## ASSIGNMENT
Without skipping or changing anything, print all the entries.

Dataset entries
○ ○ ○ ○ ○ ○ ○

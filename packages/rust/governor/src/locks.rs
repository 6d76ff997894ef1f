//! Stage locks and bounded concurrency limiters (§4.2).

use std::sync::Arc;
use std::sync::atomic::{AtomicBool, Ordering};

use tokio::sync::{OwnedSemaphorePermit, Semaphore};

/// A boolean mutex serializing one stage across all tasks.
///
/// `BrowserActivityLock`, `SynthesizeLock`, and `EmbedLock` are each one of
/// these. `try_acquire` never blocks; failure is reported to the caller so
/// the orchestrator can treat it as a retriable error (§4.2, §4.9).
#[derive(Clone)]
pub struct StageLock {
    held: Arc<AtomicBool>,
}

impl StageLock {
    pub fn new() -> Self {
        Self {
            held: Arc::new(AtomicBool::new(false)),
        }
    }

    /// Attempt to acquire the lock. Returns `None` if already held.
    pub fn try_acquire(&self) -> Option<StageLockGuard> {
        self.held
            .compare_exchange(false, true, Ordering::AcqRel, Ordering::Acquire)
            .ok()
            .map(|_| StageLockGuard {
                held: self.held.clone(),
            })
    }

    pub fn is_held(&self) -> bool {
        self.held.load(Ordering::Acquire)
    }
}

impl Default for StageLock {
    fn default() -> Self {
        Self::new()
    }
}

/// RAII guard releasing a [`StageLock`] on drop.
pub struct StageLockGuard {
    held: Arc<AtomicBool>,
}

impl Drop for StageLockGuard {
    fn drop(&mut self) {
        self.held.store(false, Ordering::Release);
    }
}

/// A bounded counting semaphore capping concurrent in-flight operations of
/// one kind (`BrowserPageLimiter`, `LLMCallLimiter`).
#[derive(Clone)]
pub struct Limiter {
    semaphore: Arc<Semaphore>,
}

impl Limiter {
    pub fn new(permits: usize) -> Self {
        Self {
            semaphore: Arc::new(Semaphore::new(permits)),
        }
    }

    /// Acquire one permit, suspending until one is free.
    pub async fn acquire(&self) -> OwnedSemaphorePermit {
        self.semaphore
            .clone()
            .acquire_owned()
            .await
            .expect("limiter semaphore is never closed")
    }

    pub fn available_permits(&self) -> usize {
        self.semaphore.available_permits()
    }
}

#[cfg(test)]
mod tests {
    use super::*;

    #[test]
    fn stage_lock_excludes_second_acquire() {
        let lock = StageLock::new();
        let guard = lock.try_acquire().expect("first acquire succeeds");
        assert!(lock.try_acquire().is_none());
        drop(guard);
        assert!(lock.try_acquire().is_some());
    }

    #[tokio::test]
    async fn limiter_bounds_concurrency() {
        let limiter = Limiter::new(2);
        let a = limiter.acquire().await;
        let b = limiter.acquire().await;
        assert_eq!(limiter.available_permits(), 0);
        drop(a);
        assert_eq!(limiter.available_permits(), 1);
        drop(b);
    }
}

○ ○ ○ ○ ○ ○ ○

## TASK RESPONSE
filename packages/rust/governor/src/locks.rs
repository 6d76ff997894ef1f
//! Stage locks and bounded concurrency limiters (§4.2).

use std::sync::Arc;
use std::sync::atomic::{AtomicBool, Ordering};

use tokio::sync::{OwnedSemaphorePermit, Semaphore};

/// A boolean mutex serializing one stage across all tasks.
///
/// `BrowserActivityLock`, `SynthesizeLock`, and `EmbedLock` are each one of
/// these. `try_acquire` never blocks; failure is reported to the caller so
/// the orchestrator can treat it as a retriable error (§4.2, §4.9).
#[derive(Clone)]
pub struct StageLock {
    held: Arc<AtomicBool>,
}

impl StageLock {
    pub fn new() -> Self {
        Self {
            held: Arc::new(AtomicBool::new(false)),
        }
    }

    /// Attempt to acquire the lock. Returns `None` if already held.
    pub fn try_acquire(&self) -> Option<StageLockGuard> {
        self.held
            .compare_exchange(false, true, Ordering::AcqRel, Ordering::Acquire)
            .ok()
            .map(|_| StageLockGuard {
                held: self.held.clone(),
            })
    }

    pub fn is_held(&self) -> bool {
        self.held.load(Ordering::Acquire)
    }
}

impl Default for StageLock {
    fn default() -> Self {
        Self::new()
    }
}

/// RAII guard releasing a [`StageLock`] on drop.
pub struct StageLockGuard {
    held: Arc<AtomicBool>,
}

impl Drop for StageLockGuard {
    fn drop(&mut self) {
        self.held.store(false, Ordering::Release);
    }
}

/// A bounded counting semaphore capping concurrent in-flight operations of
/// one kind (`BrowserPageLimiter`, `LLMCallLimiter`).
#[derive(Clone)]
pub struct Limiter {
    semaphore: Arc<Semaphore>,
}

impl Limiter {
    pub fn new(permits: usize) -> Self {
        Self {
            semaphore: Arc::new(Semaphore::new(permits)),
        }
    }

    /// Acquire one permit, suspending until one is free.
    pub async fn acquire(&self) -> OwnedSemaphorePermit {
        self.semaphore
            .clone()
            .acquire_owned()
            .await
            .expect("limiter semaphore is never closed")
    }

    pub fn available_permits(&self) -> usize {
        self.semaphore.available_permits()
    }
}

#[cfg(test)]
mod tests {
    use super::*;

    #[test]
    fn stage_lock_excludes_second_acquire() {
        let lock = StageLock::new();
        let guard = lock.try_acquire().expect("first acquire succeeds");
        assert!(lock.try_acquire().is_none());
        drop(guard);
        assert!(lock.try_acquire().is_some());
    }

    #[tokio::test]
    async fn limiter_bounds_concurrency() {
        let limiter = Limiter::new(2);
        let a = limiter.acquire().await;
        let b = limiter.acquire().await;
        assert_eq!(limiter.available_permits(), 0);
        drop(a);
        assert_eq!(limiter.available_permits(), 1);
        drop(b);
    }
}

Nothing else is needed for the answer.